MATERIAL PROVIDED =>
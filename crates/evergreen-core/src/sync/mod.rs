//! Remote mirror of the session ledger.
//!
//! Local SQLite stays the writer-of-record; this layer pushes queued
//! local changes to the hosted store and pulls the remote set back down
//! on demand. Both directions run only when explicitly invoked.

pub mod queue;
pub mod remote;

use serde::Serialize;

use crate::error::SyncError;
use crate::store::SessionStore;

pub use queue::{LedgerOp, SyncQueue};
pub use remote::{RemoteLedgerClient, SessionDoc};

const FLUSH_BATCH: usize = 20;

/// Queue health for status displays.
#[derive(Debug, Clone, Serialize)]
pub struct SyncStatus {
    pub pending: usize,
    pub next_batch_in_secs: Option<i64>,
}

impl SyncStatus {
    pub fn of(queue: &SyncQueue) -> Self {
        Self {
            pending: queue.len(),
            next_batch_in_secs: queue.time_until_next_batch().map(|d| d.num_seconds()),
        }
    }
}

/// Push every debounce-expired op to the remote store.
///
/// Stops at the first failure; the failed op goes back on the queue and
/// the error is returned as-is. Returns the number of ops uploaded.
pub async fn flush(
    queue: &mut SyncQueue,
    client: &RemoteLedgerClient,
) -> Result<usize, SyncError> {
    let mut pushed = 0;

    loop {
        let batch = queue.drain_ready(FLUSH_BATCH);
        if batch.is_empty() {
            break;
        }

        for op in batch {
            let result = match &op {
                LedgerOp::Upsert { session } => client.push_session(session).await,
                LedgerOp::Delete { id, owner_id } => client.delete_session(owner_id, id).await,
            };
            if let Err(e) = result {
                tracing::warn!("sync push failed, op requeued: {e}");
                queue.enqueue(op);
                return Err(e);
            }
            pushed += 1;
        }
    }

    tracing::debug!(pushed, "sync flush finished");
    Ok(pushed)
}

/// Mirror the owner's remote sessions into the local store.
///
/// Upserts by id, so repeated pulls converge. Returns the number of
/// records written.
pub async fn pull(
    client: &RemoteLedgerClient,
    store: &dyn SessionStore,
    owner_id: &str,
) -> crate::error::Result<usize> {
    let sessions = client.fetch_sessions(owner_id).await?;
    for session in &sessions {
        store.insert_session(session)?;
    }
    tracing::debug!(pulled = sessions.len(), "sync pull finished");
    Ok(sessions.len())
}

#[cfg(test)]
mod tests {
    use super::*;
    use crate::ledger::{FocusSession, SessionOutcome};
    use crate::store::SqliteStore;
    use serde_json::json;
    use std::path::PathBuf;

    fn queued_session(id: &str) -> FocusSession {
        let mut s = FocusSession::new("owner-1", SessionOutcome::Completed, 25);
        s.id = id.to_string();
        s
    }

    #[tokio::test]
    async fn flush_pushes_upserts_and_deletes() {
        let mut server = mockito::Server::new_async().await;
        let put = server
            .mock("PUT", "/users/owner-1/focus-sessions/s-1")
            .with_body("{}")
            .create_async()
            .await;
        let delete = server
            .mock("DELETE", "/users/owner-1/focus-sessions/s-2")
            .with_status(204)
            .create_async()
            .await;

        let mut queue = SyncQueue::new_with_path(PathBuf::from("unused.json"));
        queue.enqueue(LedgerOp::Upsert {
            session: queued_session("s-1"),
        });
        queue.enqueue(LedgerOp::Delete {
            id: "s-2".to_string(),
            owner_id: "owner-1".to_string(),
        });
        queue.expire_debounce();

        let client = RemoteLedgerClient::new(&server.url()).unwrap();
        let pushed = flush(&mut queue, &client).await.unwrap();

        assert_eq!(pushed, 2);
        assert!(queue.is_empty());
        put.assert_async().await;
        delete.assert_async().await;
    }

    #[tokio::test]
    async fn flush_skips_ops_still_inside_the_debounce_window() {
        let server = mockito::Server::new_async().await;

        let mut queue = SyncQueue::new_with_path(PathBuf::from("unused.json"));
        queue.enqueue(LedgerOp::Upsert {
            session: queued_session("s-1"),
        });

        let client = RemoteLedgerClient::new(&server.url()).unwrap();
        let pushed = flush(&mut queue, &client).await.unwrap();

        assert_eq!(pushed, 0);
        assert_eq!(queue.len(), 1);
    }

    #[tokio::test]
    async fn failed_op_goes_back_on_the_queue() {
        let mut server = mockito::Server::new_async().await;
        server
            .mock("PUT", "/users/owner-1/focus-sessions/s-1")
            .with_status(500)
            .with_body(json!({"error": "backend down"}).to_string())
            .create_async()
            .await;

        let mut queue = SyncQueue::new_with_path(PathBuf::from("unused.json"));
        queue.enqueue(LedgerOp::Upsert {
            session: queued_session("s-1"),
        });
        queue.expire_debounce();

        let client = RemoteLedgerClient::new(&server.url()).unwrap();
        let err = flush(&mut queue, &client).await.unwrap_err();

        assert!(matches!(err, SyncError::Rejected { status: 500, .. }));
        assert_eq!(queue.len(), 1);
    }

    #[tokio::test]
    async fn pull_mirrors_remote_sessions_into_the_store() {
        let mut server = mockito::Server::new_async().await;
        server
            .mock("GET", "/users/owner-1/focus-sessions")
            .match_query(mockito::Matcher::Any)
            .with_body(
                json!({
                    "items": [
                        {
                            "id": "s-1",
                            "ownerId": "owner-1",
                            "status": "Completed",
                            "duration": 25,
                            "timestamp": "2026-08-24T10:00:00Z",
                            "timePlantedSeconds": 1500,
                        },
                        {
                            "id": "s-2",
                            "ownerId": "owner-1",
                            "status": "Failed",
                            "duration": 10,
                            "timestamp": "2026-08-25T09:00:00Z",
                            "timePlantedSeconds": 600,
                        },
                    ],
                })
                .to_string(),
            )
            .create_async()
            .await;

        let store = SqliteStore::open_memory().unwrap();
        let client = RemoteLedgerClient::new(&server.url()).unwrap();

        let pulled = pull(&client, &store, "owner-1").await.unwrap();
        assert_eq!(pulled, 2);

        let local = store.sessions_for_owner("owner-1").unwrap();
        assert_eq!(local.len(), 2);
        assert_eq!(local[0].id, "s-2");

        // Pulling again converges instead of duplicating
        let again = pull(&client, &store, "owner-1").await.unwrap();
        assert_eq!(again, 2);
        assert_eq!(store.sessions_for_owner("owner-1").unwrap().len(), 2);
    }
}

WHAT IS BEING ASKED =>
Every entry above needs to be copied exactly.

REPLY TO THE TASK =>
filename crates/evergreen-core/src/sync/mod.rs
//! Remote mirror of the session ledger.
//!
//! Local SQLite stays the writer-of-record; this layer pushes queued
//! local changes to the hosted store and pulls the remote set back down
//! on demand. Both directions run only when explicitly invoked.

pub mod queue;
pub mod remote;

use serde::Serialize;

use crate::error::SyncError;
use crate::store::SessionStore;

pub use queue::{LedgerOp, SyncQueue};
pub use remote::{RemoteLedgerClient, SessionDoc};

const FLUSH_BATCH: usize = 20;

/// Queue health for status displays.
#[derive(Debug, Clone, Serialize)]
pub struct SyncStatus {
    pub pending: usize,
    pub next_batch_in_secs: Option<i64>,
}

impl SyncStatus {
    pub fn of(queue: &SyncQueue) -> Self {
        Self {
            pending: queue.len(),
            next_batch_in_secs: queue.time_until_next_batch().map(|d| d.num_seconds()),
        }
    }
}

/// Push every debounce-expired op to the remote store.
///
/// Stops at the first failure; the failed op goes back on the queue and
/// the error is returned as-is. Returns the number of ops uploaded.
pub async fn flush(
    queue: &mut SyncQueue,
    client: &RemoteLedgerClient,
) -> Result<usize, SyncError> {
    let mut pushed = 0;

    loop {
        let batch = queue.drain_ready(FLUSH_BATCH);
        if batch.is_empty() {
            break;
        }

        for op in batch {
            let result = match &op {
                LedgerOp::Upsert { session } => client.push_session(session).await,
                LedgerOp::Delete { id, owner_id } => client.delete_session(owner_id, id).await,
            };
            if let Err(e) = result {
                tracing::warn!("sync push failed, op requeued: {e}");
                queue.enqueue(op);
                return Err(e);
            }
            pushed += 1;
        }
    }

    tracing::debug!(pushed, "sync flush finished");
    Ok(pushed)
}

/// Mirror the owner's remote sessions into the local store.
///
/// Upserts by id, so repeated pulls converge. Returns the number of
/// records written.
pub async fn pull(
    client: &RemoteLedgerClient,
    store: &dyn SessionStore,
    owner_id: &str,
) -> crate::error::Result<usize> {
    let sessions = client.fetch_sessions(owner_id).await?;
    for session in &sessions {
        store.insert_session(session)?;
    }
    tracing::debug!(pulled = sessions.len(), "sync pull finished");
    Ok(sessions.len())
}

#[cfg(test)]
mod tests {
    use super::*;
    use crate::ledger::{FocusSession, SessionOutcome};
    use crate::store::SqliteStore;
    use serde_json::json;
    use std::path::PathBuf;

    fn queued_session(id: &str) -> FocusSession {
        let mut s = FocusSession::new("owner-1", SessionOutcome::Completed, 25);
        s.id = id.to_string();
        s
    }

    #[tokio::test]
    async fn flush_pushes_upserts_and_deletes() {
        let mut server = mockito::Server::new_async().await;
        let put = server
            .mock("PUT", "/users/owner-1/focus-sessions/s-1")
            .with_body("{}")
            .create_async()
            .await;
        let delete = server
            .mock("DELETE", "/users/owner-1/focus-sessions/s-2")
            .with_status(204)
            .create_async()
            .await;

        let mut queue = SyncQueue::new_with_path(PathBuf::from("unused.json"));
        queue.enqueue(LedgerOp::Upsert {
            session: queued_session("s-1"),
        });
        queue.enqueue(LedgerOp::Delete {
            id: "s-2".to_string(),
            owner_id: "owner-1".to_string(),
        });
        queue.expire_debounce();

        let client = RemoteLedgerClient::new(&server.url()).unwrap();
        let pushed = flush(&mut queue, &client).await.unwrap();

        assert_eq!(pushed, 2);
        assert!(queue.is_empty());
        put.assert_async().await;
        delete.assert_async().await;
    }

    #[tokio::test]
    async fn flush_skips_ops_still_inside_the_debounce_window() {
        let server = mockito::Server::new_async().await;

        let mut queue = SyncQueue::new_with_path(PathBuf::from("unused.json"));
        queue.enqueue(LedgerOp::Upsert {
            session: queued_session("s-1"),
        });

        let client = RemoteLedgerClient::new(&server.url()).unwrap();
        let pushed = flush(&mut queue, &client).await.unwrap();

        assert_eq!(pushed, 0);
        assert_eq!(queue.len(), 1);
    }

    #[tokio::test]
    async fn failed_op_goes_back_on_the_queue() {
        let mut server = mockito::Server::new_async().await;
        server
            .mock("PUT", "/users/owner-1/focus-sessions/s-1")
            .with_status(500)
            .with_body(json!({"error": "backend down"}).to_string())
            .create_async()
            .await;

        let mut queue = SyncQueue::new_with_path(PathBuf::from("unused.json"));
        queue.enqueue(LedgerOp::Upsert {
            session: queued_session("s-1"),
        });
        queue.expire_debounce();

        let client = RemoteLedgerClient::new(&server.url()).unwrap();
        let err = flush(&mut queue, &client).await.unwrap_err();

        assert!(matches!(err, SyncError::Rejected { status: 500, .. }));
        assert_eq!(queue.len(), 1);
    }

    #[tokio::test]
    async fn pull_mirrors_remote_sessions_into_the_store() {
        let mut server = mockito::Server::new_async().await;
        server
            .mock("GET", "/users/owner-1/focus-sessions")
            .match_query(mockito::Matcher::Any)
            .with_body(
                json!({
                    "items": [
                        {
                            "id": "s-1",
                            "ownerId": "owner-1",
                            "status": "Completed",
                            "duration": 25,
                            "timestamp": "2026-08-24T10:00:00Z",
                            "timePlantedSeconds": 1500,
                        },
                        {
                            "id": "s-2",
                            "ownerId": "owner-1",
                            "status": "Failed",
                            "duration": 10,
                            "timestamp": "2026-08-25T09:00:00Z",
                            "timePlantedSeconds": 600,
                        },
                    ],
                })
                .to_string(),
            )
            .create_async()
            .await;

        let store = SqliteStore::open_memory().unwrap();
        let client = RemoteLedgerClient::new(&server.url()).unwrap();

        let pulled = pull(&client, &store, "owner-1").await.unwrap();
        assert_eq!(pulled, 2);

        let local = store.sessions_for_owner("owner-1").unwrap();
        assert_eq!(local.len(), 2);
        assert_eq!(local[0].id, "s-2");

        // Pulling again converges instead of duplicating
        let again = pull(&client, &store, "owner-1").await.unwrap();
        assert_eq!(again, 2);
        assert_eq!(store.sessions_for_owner("owner-1").unwrap().len(), 2);
    }
}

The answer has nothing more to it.